### DATASET RECORDS

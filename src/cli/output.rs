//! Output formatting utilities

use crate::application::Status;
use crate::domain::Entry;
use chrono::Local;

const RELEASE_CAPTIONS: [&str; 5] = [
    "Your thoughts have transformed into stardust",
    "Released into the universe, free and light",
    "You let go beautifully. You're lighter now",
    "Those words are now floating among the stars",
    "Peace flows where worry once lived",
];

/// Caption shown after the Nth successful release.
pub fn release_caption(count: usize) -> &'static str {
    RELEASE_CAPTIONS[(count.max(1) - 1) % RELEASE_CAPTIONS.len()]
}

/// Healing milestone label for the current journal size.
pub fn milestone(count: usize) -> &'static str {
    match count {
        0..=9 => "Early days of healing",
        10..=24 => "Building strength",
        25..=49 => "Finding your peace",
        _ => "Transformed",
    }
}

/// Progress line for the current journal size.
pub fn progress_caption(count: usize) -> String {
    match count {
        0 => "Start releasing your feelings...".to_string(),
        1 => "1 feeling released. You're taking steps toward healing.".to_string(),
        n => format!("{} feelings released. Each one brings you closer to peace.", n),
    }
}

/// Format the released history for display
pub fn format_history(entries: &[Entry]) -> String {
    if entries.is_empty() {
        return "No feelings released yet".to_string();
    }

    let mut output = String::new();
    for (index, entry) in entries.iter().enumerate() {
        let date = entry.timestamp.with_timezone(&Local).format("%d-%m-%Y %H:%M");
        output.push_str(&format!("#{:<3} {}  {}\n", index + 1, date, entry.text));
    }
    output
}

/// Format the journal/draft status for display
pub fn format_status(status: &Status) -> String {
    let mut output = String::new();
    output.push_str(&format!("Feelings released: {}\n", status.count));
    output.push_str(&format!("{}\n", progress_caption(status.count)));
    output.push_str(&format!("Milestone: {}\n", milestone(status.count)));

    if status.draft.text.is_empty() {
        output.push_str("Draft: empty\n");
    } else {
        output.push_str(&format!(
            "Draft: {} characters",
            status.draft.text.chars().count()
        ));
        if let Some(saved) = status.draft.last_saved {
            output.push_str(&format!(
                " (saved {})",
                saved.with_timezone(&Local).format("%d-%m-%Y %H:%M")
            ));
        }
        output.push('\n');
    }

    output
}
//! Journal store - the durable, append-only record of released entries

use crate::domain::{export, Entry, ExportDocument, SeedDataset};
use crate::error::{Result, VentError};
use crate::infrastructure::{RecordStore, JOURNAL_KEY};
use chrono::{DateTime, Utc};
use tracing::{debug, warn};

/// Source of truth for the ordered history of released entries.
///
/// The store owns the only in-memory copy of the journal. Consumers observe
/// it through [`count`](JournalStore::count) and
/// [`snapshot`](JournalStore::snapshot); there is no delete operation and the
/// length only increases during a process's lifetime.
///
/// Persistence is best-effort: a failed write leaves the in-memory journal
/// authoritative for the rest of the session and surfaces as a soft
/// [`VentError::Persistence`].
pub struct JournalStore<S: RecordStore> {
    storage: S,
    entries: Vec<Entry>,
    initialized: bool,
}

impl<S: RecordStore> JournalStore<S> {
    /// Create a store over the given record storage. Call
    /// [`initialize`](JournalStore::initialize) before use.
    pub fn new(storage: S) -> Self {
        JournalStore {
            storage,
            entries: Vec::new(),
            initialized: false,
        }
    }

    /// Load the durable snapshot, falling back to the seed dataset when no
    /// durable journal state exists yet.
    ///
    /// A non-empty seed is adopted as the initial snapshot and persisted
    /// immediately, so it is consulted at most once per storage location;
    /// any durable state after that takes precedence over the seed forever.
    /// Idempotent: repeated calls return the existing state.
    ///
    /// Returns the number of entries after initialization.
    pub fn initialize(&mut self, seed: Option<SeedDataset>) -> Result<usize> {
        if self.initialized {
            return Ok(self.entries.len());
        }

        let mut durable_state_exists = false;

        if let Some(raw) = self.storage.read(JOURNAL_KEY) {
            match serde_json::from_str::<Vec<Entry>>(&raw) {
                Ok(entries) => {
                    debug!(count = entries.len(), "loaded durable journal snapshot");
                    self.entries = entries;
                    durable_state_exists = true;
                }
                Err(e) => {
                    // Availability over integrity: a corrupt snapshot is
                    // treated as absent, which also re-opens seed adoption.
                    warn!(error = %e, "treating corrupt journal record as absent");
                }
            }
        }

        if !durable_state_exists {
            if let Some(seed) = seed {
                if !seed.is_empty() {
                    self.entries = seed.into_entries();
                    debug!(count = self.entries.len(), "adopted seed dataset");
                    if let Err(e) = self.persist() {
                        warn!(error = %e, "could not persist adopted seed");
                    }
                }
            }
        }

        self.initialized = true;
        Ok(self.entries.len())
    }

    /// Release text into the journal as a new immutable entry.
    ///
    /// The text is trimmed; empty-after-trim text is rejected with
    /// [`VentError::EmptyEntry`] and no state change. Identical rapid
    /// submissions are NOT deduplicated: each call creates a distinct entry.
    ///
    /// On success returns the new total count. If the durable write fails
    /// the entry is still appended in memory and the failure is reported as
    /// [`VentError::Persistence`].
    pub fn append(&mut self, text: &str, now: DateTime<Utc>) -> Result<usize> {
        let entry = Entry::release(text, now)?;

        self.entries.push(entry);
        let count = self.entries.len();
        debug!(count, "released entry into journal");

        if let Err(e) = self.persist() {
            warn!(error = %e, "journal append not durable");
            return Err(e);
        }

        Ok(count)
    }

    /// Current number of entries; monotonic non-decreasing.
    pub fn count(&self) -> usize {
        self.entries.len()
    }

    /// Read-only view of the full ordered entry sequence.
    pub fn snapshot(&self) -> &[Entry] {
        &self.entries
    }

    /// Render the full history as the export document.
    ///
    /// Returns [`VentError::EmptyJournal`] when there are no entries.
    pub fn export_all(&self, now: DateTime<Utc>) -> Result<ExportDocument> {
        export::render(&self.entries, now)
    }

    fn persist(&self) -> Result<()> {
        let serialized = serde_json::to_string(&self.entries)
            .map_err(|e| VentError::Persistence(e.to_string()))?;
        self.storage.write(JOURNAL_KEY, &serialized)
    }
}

### TASK REQUIREMENTS
Within the listing above, filter for lines holding the string "there" and copy each one.

### EXERCISE RESPONSE
/// [`snapshot`](JournalStore::snapshot); there is no delete operation and the
    /// Returns [`VentError::EmptyJournal`] when there are no entries.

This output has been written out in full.